Barrister should get appeal costs against District Court judge, Supreme Court rules
Posted on 17th November 2020 at 21:20
Matter dates back to separate lengthy litigation between lawyer and Campion Property
A barrister should be awarded his costs against a District Court judge of his successful appeal to the Court of Appeal (COA) over costs issues in proceedings arising from an order made by the judge, the Supreme Court has ruled.
The ruling in favour of Brendan Kilty, a qualified barrister and quantity surveyor, is against Judge Cormac Dunne and applies only to the costs of Mr Kilty’s COA appeal.
Mr Kilty appealed to the Supreme Court over the COA’s refusal, based on judicial immunity from costs, to award costs to him against Judge Dunne, who took part in the COA appeal for the purposes only of resisting any costs order against him.
Giving the Supreme Court judgment, Ms Justice Iseult O’Malley said the matter dates back to separate lengthy litigation between Mr Kilty and Campion Property (CPC), an auctioneering firm which acted for Mr Kilty in the disposal of certain property.
A dispute over Mr Kilty’s refusal to pay certain fees had led to a €350,000 judgment being entered against him in favour of CPC. Part of that dispute related to the role played in the sale by Mr Kilty’s then solicitor, Rory O’Donnell, of the firm then known as Eversheds O’Donnell Sweeney (Eversheds).
Mr Kilty objected in 2009 to a District Court application by CPC for the certificate of qualification necessary for its annual licence to the Revenue Commissioners.
Mr Kilty made various allegations against Mr Campion and CPC and also alleged a conflict of interest by Judge Dunne in relation to Eversheds arising from their representing the judge in unrelated proceedings.
Judge Dunne granted the certificate in January 2010 when, according to the evidence, he said he was putting a “warning note” on the court file to warn other District Judges not to have regard to any objections Mr Kilty might make about CPC in the future.
Mr Kilty took judicial review proceedings, to which the Chief State Solicitor was the respondent, over that decision, alleging, among other claims, a conflict of interest by Judge Dunne in relation to Eversheds representing him in unrelated proceedings.
The High Court found a “strong case” for objective bias on Judge Dunne’s part, quashed the certificate granted to CPC [which had expired by the time of the court hearing], and awarded costs against Judge Dunne, whom the High Court earlier excused from participating in the case.
In 2015, the Supreme Court returned the case to the High Court after finding it breached fair procedures in respect of the costs order against Judge Dunne.
After the High Court in 2016 made no order for costs of the judicial review, meaning each side pays their own costs, Mr Kilty appealed to the COA and Judge Dunne participated in the appeal to resist any costs order against him.
The COA found the High Court erred in its understanding of the 2015 Supreme Court decision and returned the costs matter to the High Court but refused Mr Kilty his costs of the appeal against Judge Dunne.
Mr Kilty appealed the COA refusal to award the appeal costs against Judge Dunne and a five judge Supreme Court, in a judgment published in recent weeks, allowed the appeal.
Ms Justice O’Malley said the COA refusal relied on the concept of the complete immunity of judges from liability in tort in respect of acts done or things said while exercising their judicial functions.
In contesting Mr Kilty’s appeal over the High Court’s refusal to make a costs order, Judge Dunne could only be seen as having acted as a litigant who pursued a line of argument that failed, she said.
Whether Judge Dunne did so in good faith or conducted his appeal in proper fashion was no more relevant to the costs issue than in the case of any other litigant and had nothing to do with the principles by which costs are awarded, she said.
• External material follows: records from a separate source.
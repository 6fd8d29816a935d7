//! JPEG encoding for export.
//!
//! Uses the `image` crate's baseline JPEG encoder with a configurable quality.

use image::codecs::jpeg::JpegEncoder;
use image::ExtendedColorType;
use image::ImageEncoder;
use std::io::Cursor;

use super::types::{validate_rgb, EncodeError};

/// Encode RGB pixel data to JPEG bytes.
///
/// # Arguments
///
/// * `pixels` - RGB pixel data (3 bytes per pixel, row-major order)
/// * `width` - Image width in pixels
/// * `height` - Image height in pixels
/// * `quality` - JPEG quality, clamped to 1-100
///
/// # Errors
///
/// Fails if the dimensions are zero, the buffer length does not match them,
/// or the encoder reports an error.
pub fn encode_jpeg(
    pixels: &[u8],
    width: u32,
    height: u32,
    quality: u8,
) -> Result<Vec<u8>, EncodeError> {
    validate_rgb(pixels, width, height)?;

    let quality = quality.clamp(1, 100);
    let mut buffer = Cursor::new(Vec::new());
    let encoder = JpegEncoder::new_with_quality(&mut buffer, quality);

    encoder
        .write_image(pixels, width, height, ExtendedColorType::Rgb8)
        .map_err(|e| EncodeError::EncodingFailed(e.to_string()))?;

    Ok(buffer.into_inner())
}

#[cfg(test)]
mod tests {
    use super::*;

    #[test]
    fn test_encode_jpeg_basic() {
        let pixels = vec![128u8; 100 * 100 * 3];

        let jpeg_bytes = encode_jpeg(&pixels, 100, 100, 90).unwrap();

        // SOI and EOI markers
        assert_eq!(&jpeg_bytes[0..2], &[0xFF, 0xD8]);
        let len = jpeg_bytes.len();
        assert_eq!(&jpeg_bytes[len - 2..], &[0xFF, 0xD9]);
    }

    #[test]
    fn test_encode_jpeg_quality_clamping() {
        let pixels = vec![128u8; 10 * 10 * 3];

        assert!(encode_jpeg(&pixels, 10, 10, 0).is_ok());
        assert!(encode_jpeg(&pixels, 10, 10, 255).is_ok());
    }

    #[test]
    fn test_encode_jpeg_invalid_pixel_data_short() {
        let pixels = vec![128u8; 99 * 100 * 3]; // One row short

        let result = encode_jpeg(&pixels, 100, 100, 90);
        assert!(matches!(result, Err(EncodeError::InvalidPixelData { .. })));
    }

    #[test]
    fn test_encode_jpeg_zero_width() {
        let result = encode_jpeg(&[], 0, 100, 90);
        assert!(matches!(result, Err(EncodeError::InvalidDimensions { .. })));
    }

    #[test]
    fn test_encode_jpeg_non_square() {
        let pixels = vec![128u8; 200 * 50 * 3];
        assert!(encode_jpeg(&pixels, 200, 50, 90).is_ok());

        let pixels = vec![128u8; 50 * 200 * 3];
        assert!(encode_jpeg(&pixels, 50, 200, 90).is_ok());
    }
}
On that basis, the court allowed the appeal.
This case, she observed, began before the superior courts rules were amended in 2015 to provide, where a judicial review seeks to quash a judge’s order, the judge is not a respondent/notice party unless bad faith or personal misconduct by them is alleged which would deprive them of immunity from being sued.
Mr Kilty had in 2011 obtained the main relief sought by him, the quashing of Judge Dunne’s order granting the certificate to CPC, she noted.
The litigation since was exclusively about costs with Mr Kilty seeking to establish he “can” recover his costs against Judge Dunne as opposed to establishing a right to recover costs from the personal funds of the judge, she said.